When talking about research in the field of Science or Social science, whether it is Biology, Business, Economics, Psychology, Sociology, or any other subject, the Analysis of Variance (ANOVA) is an important statistical tool for analysing the data. The tool is used to compare and analyse the results of laboratories when more than one factor can be of influence and must be distinguished from random effects. Two folds of the technique lead the comparison; i.e., one way ANOVA and Two-way ANOVA.
ANOVA analysis the statistics on the basis of the hypothesis, either null or an alternate hypothesis. Since a hypothesis is an educated guess of the possible results of the cause-and-effect relationship, it will either result for the cause or against the purpose. The null hypothesis in ANOVA is valid when all the sample means don’t have a significant difference. Similarly, the alternate hypothesis is valid when at least one of the sample mean is different from the rest of the sample means.

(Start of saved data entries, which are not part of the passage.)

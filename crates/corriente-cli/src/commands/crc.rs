//! `corriente crc` - checksum computation and validation.

use anyhow::{Context, bail};
use clap::Args;
use corriente_bitstream::{Bits, Crc};

/// Arguments for the `crc` subcommand.
#[derive(Args)]
pub struct CrcArgs {
    /// Data as a hex string (whole bytes).
    pub data: String,

    /// Checksum width in bits.
    #[arg(long, default_value_t = 8)]
    pub width: usize,

    /// Divisor polynomial with the top bit explicit, as hex.
    #[arg(long, default_value = "107")]
    pub polynomial: String,

    /// Validate this checksum (hex) instead of computing one.
    #[arg(long)]
    pub check: Option<String>,
}

fn parse_hex(text: &str) -> anyhow::Result<Vec<u8>> {
    if text.len() % 2 != 0 {
        bail!("hex string needs an even number of digits");
    }
    (0..text.len())
        .step_by(2)
        .map(|i| u8::from_str_radix(&text[i..i + 2], 16).context("invalid hex digit"))
        .collect()
}

/// Runs the subcommand.
pub fn run(args: CrcArgs) -> anyhow::Result<()> {
    let data = Bits::from_bytes(&parse_hex(&args.data)?);
    let polynomial = u64::from_str_radix(&args.polynomial, 16).context("invalid polynomial")?;
    let crc = Crc::new(args.width, polynomial).context("building CRC")?;

    match args.check {
        Some(expected) => {
            let expected = u64::from_str_radix(&expected, 16).context("invalid checksum")?;
            let checksum = Bits::from_uint(expected, args.width).context("checksum width")?;
            if crc.validate(&data, &checksum) {
                println!("ok");
            } else {
                let actual = crc.calculate(&data).to_uint().expect("width <= 64");
                bail!("checksum mismatch: expected {expected:#x}, computed {actual:#x}");
            }
        }
        None => {
            let checksum = crc.calculate(&data);
            println!("{:0width$x}", checksum.to_uint()?, width = args.width.div_ceil(4));
        }
    }
    Ok(())
}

As the names indicate of the two-fold techniques, the researcher takes only one factor in one way ANOVA and the researcher investigate two factors simultaneously in two way ANOVA. The former one is a hypothetical test, testing one-factor using variance whereas the later one is a statistical technique studying the influencing variables. However, the independent variables of both the types are proportional to the ways in their names.
One way ANOVA is based on the assumption of normal distribution of the sample population, the ratio level of the dependent variables, the independence of the samples, and the variance of the population. While two way ANOVA is also based on the assumption of normal distribution of the sample population but the measurement of the dependent variable is at a continuous level, unlike the variation in one way ANOVA. The two way ANOVA studies the inter-relationship between the influence of independent variables on dependent variables.
Two way ANOVA is often taken as an extended version of one way ANOVA as the former one has many advantages in the comparison of the later one.